Terrorist Attacks Alter Showbiz Offerings

ByABC News via logo
September 24, 2001, 10:32 PM

N E W  Y O R K, Sept. 25 -- As the world watched the twin towers of the World Trade Center come under attack, viewers repeated a common refrain: "It looks like a movie."

In fact, what happened was eerily close to some movie scripts that were soon to hit the big screen. But now the entertainment and industry and advertisers face the challenge of how to rework their fiction to adapt to American's altered mindset. Since the Sept. 11 attacks on the World Trade Center and the Pentagon, every topic from international politics to air travel has become sensitive terrain.

"The studios and networks don't want to upset viewers and are proceeding cautiously," said Ken Tucker, Entertainment Weekly's critic-at-large. "Images or stories that hit too close to home are being pulled or put on hold until the mood of the country calms down."

Off the Marquees

Almost immediately after the attacks, executives began editing scripts and yanking works that were already in production, Tucker said.

Each of the television networks has some potentially problematic material. NBC will be dropping a scene from an episode of the sitcom Friends that was shot at an airport security check. Fox's new show 24, a real-time drama about a terrorist plot to kill a presidential candidate, could be too intense for viewers, Tucker said. CBS's fall offering, The Agency, contains material about terrorists, and ABC's new show Alias has plot lines dealing with terrorist attacks and other threats.

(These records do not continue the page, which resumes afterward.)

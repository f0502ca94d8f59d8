//! 核心编排层：错误分类、轮次状态、会话、Brain 主循环与构建器

pub mod builder;
pub mod error;
pub mod orchestrator;
pub mod session;
pub mod state;

pub use builder::{BrainBuilder, BuildError};
pub use error::{InvariantViolation, OrchestratorFailure, PlanningFailure, RejectKind, ToolError};
pub use orchestrator::{Brain, BrainConfig, TurnReply};
pub use session::{short_term_prefix, Session};
pub use state::{BrainPhase, TurnState};
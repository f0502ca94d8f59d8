//! 编排过程事件：阶段变化、计划、步骤结果、校验结论、重规划、最终回复

use serde::Serialize;

use crate::core::{BrainPhase, RejectKind};
use crate::plan::{StepId, StepStatus};

/// 可序列化为 JSON 供前端 / 语音层展示
#[derive(Debug, Clone, Serialize)]
#[serde(tag = "type", rename_all = "snake_case")]
pub enum BrainEvent {
    PhaseChanged {
        turn: u64,
        phase: BrainPhase,
    },
    /// 新计划（修订号 + 步骤标签）
    PlanReady {
        revision: u32,
        rationale: String,
        steps: Vec<String>,
    },
    StepFinished {
        step_id: StepId,
        status: StepStatus,
        attempts: u32,
        duration_ms: u64,
    },
    Accepted {
        revision: u32,
    },
    Rejected {
        revision: u32,
        kind: RejectKind,
        reason: String,
    },
    Replanning {
        replans: u32,
        max_replans: u32,
    },
    Response {
        text: String,
    },
    Failed {
        message: String,
    },
}
//! 计划层：Goal / Plan / Step 数据模型、依赖图、执行轨迹

pub mod graph;
pub mod trace;
pub mod types;

pub use graph::{topological_order, PlanError, PlanGraph};
pub use trace::{StepResult, StepStatus, Trace};
pub use types::{ContextRef, Goal, Plan, Step, StepId, StepKind};
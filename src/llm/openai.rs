//! OpenAI 兼容 API 客户端
//!
//! 通过 async_openai 调用任意 OpenAI 兼容端点（可配置 base_url）。

use std::sync::atomic::{AtomicU64, Ordering};
use std::sync::Arc;

use async_openai::config::OpenAIConfig;
use async_openai::types::chat::{
    ChatCompletionRequestAssistantMessageArgs, ChatCompletionRequestMessage,
    ChatCompletionRequestSystemMessageArgs, ChatCompletionRequestUserMessageArgs,
    CreateChatCompletionRequestArgs,
};
use async_openai::Client;
use async_trait::async_trait;

use crate::llm::{LlmClient, LlmError};
use crate::memory::{Message, Role};

/// Token 使用统计（累计值）
#[derive(Debug, Clone, Default)]
pub struct TokenUsage {
    pub prompt_tokens: Arc<AtomicU64>,
    pub completion_tokens: Arc<AtomicU64>,
}

impl TokenUsage {
    pub fn add(&self, prompt: u64, completion: u64) {
        self.prompt_tokens.fetch_add(prompt, Ordering::Relaxed);
        self.completion_tokens.fetch_add(completion, Ordering::Relaxed);
    }

    pub fn get(&self) -> (u64, u64, u64) {
        let prompt = self.prompt_tokens.load(Ordering::Relaxed);
        let completion = self.completion_tokens.load(Ordering::Relaxed);
        (prompt, completion, prompt + completion)
    }
}

pub struct OpenAiClient {
    client: Client<OpenAIConfig>,
    model: String,
    temperature: f32,
    usage: TokenUsage,
}

impl OpenAiClient {
    pub fn new(base_url: Option<&str>, model: &str, api_key: &str, temperature: f32) -> Self {
        let config = match base_url {
            Some(url) => OpenAIConfig::new().with_api_base(url).with_api_key(api_key),
            None => OpenAIConfig::new().with_api_key(api_key),
        };
        Self {
            client: Client::with_config(config),
            model: model.to_string(),
            temperature,
            usage: TokenUsage::default(),
        }
    }

    fn to_openai_messages(messages: &[Message]) -> Result<Vec<ChatCompletionRequestMessage>, LlmError> {
        let build_err = |e: async_openai::error::OpenAIError| LlmError::Request(e.to_string());
        messages
            .iter()
            .map(|m| {
                Ok(match m.role {
                    Role::System => ChatCompletionRequestMessage::System(
                        ChatCompletionRequestSystemMessageArgs::default()
                            .content(m.content.clone())
                            .build()
                            .map_err(build_err)?,
                    ),
                    Role::User => ChatCompletionRequestMessage::User(
                        ChatCompletionRequestUserMessageArgs::default()
                            .content(m.content.clone())
                            .build()
                            .map_err(build_err)?,
                    ),
                    Role::Assistant => ChatCompletionRequestMessage::Assistant(
                        ChatCompletionRequestAssistantMessageArgs::default()
                            .content(m.content.clone())
                            .build()
                            .map_err(build_err)?,
                    ),
                })
            })
            .collect()
    }
}

#[async_trait]
impl LlmClient for OpenAiClient {
    fn token_usage(&self) -> (u64, u64, u64) {
        self.usage.get()
    }

    async fn complete(&self, messages: &[Message]) -> Result<String, LlmError> {
        let request = CreateChatCompletionRequestArgs::default()
            .model(&self.model)
            .temperature(self.temperature)
            .messages(Self::to_openai_messages(messages)?)
            .build()
            .map_err(|e| LlmError::Request(e.to_string()))?;

        let response = self
            .client
            .chat()
            .create(request)
            .await
            .map_err(|e| LlmError::Request(e.to_string()))?;

        if let Some(usage) = &response.usage {
            self.usage
                .add(usage.prompt_tokens as u64, usage.completion_tokens as u64);
        }

        let content = response
            .choices
            .first()
            .and_then(|c| c.message.content.clone())
            .unwrap_or_default();
        if content.trim().is_empty() {
            return Err(LlmError::EmptyResponse);
        }
        Ok(content)
    }
}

A number of movies have been postponed indefinitely. They include Collateral Damage, which stars Arnold Schwarzenegger as a firefighter who loses his family in a bombed building, and Big Trouble, with Tim Allen in a plot that features a terrorist smuggling a bomb onto an airplane. The script for Nosebleed, in which Jackie Chan was to play a window washer at the World Trade Center who foils a terrorist attempt to blow up the building, is being rewritten.

While studios and networks are certainly wary about showing violence, some are even skittish about airing any images at all of the buildings that were attacked, Tucker said. Industry executives are going back and forth on what to do about such images, he said.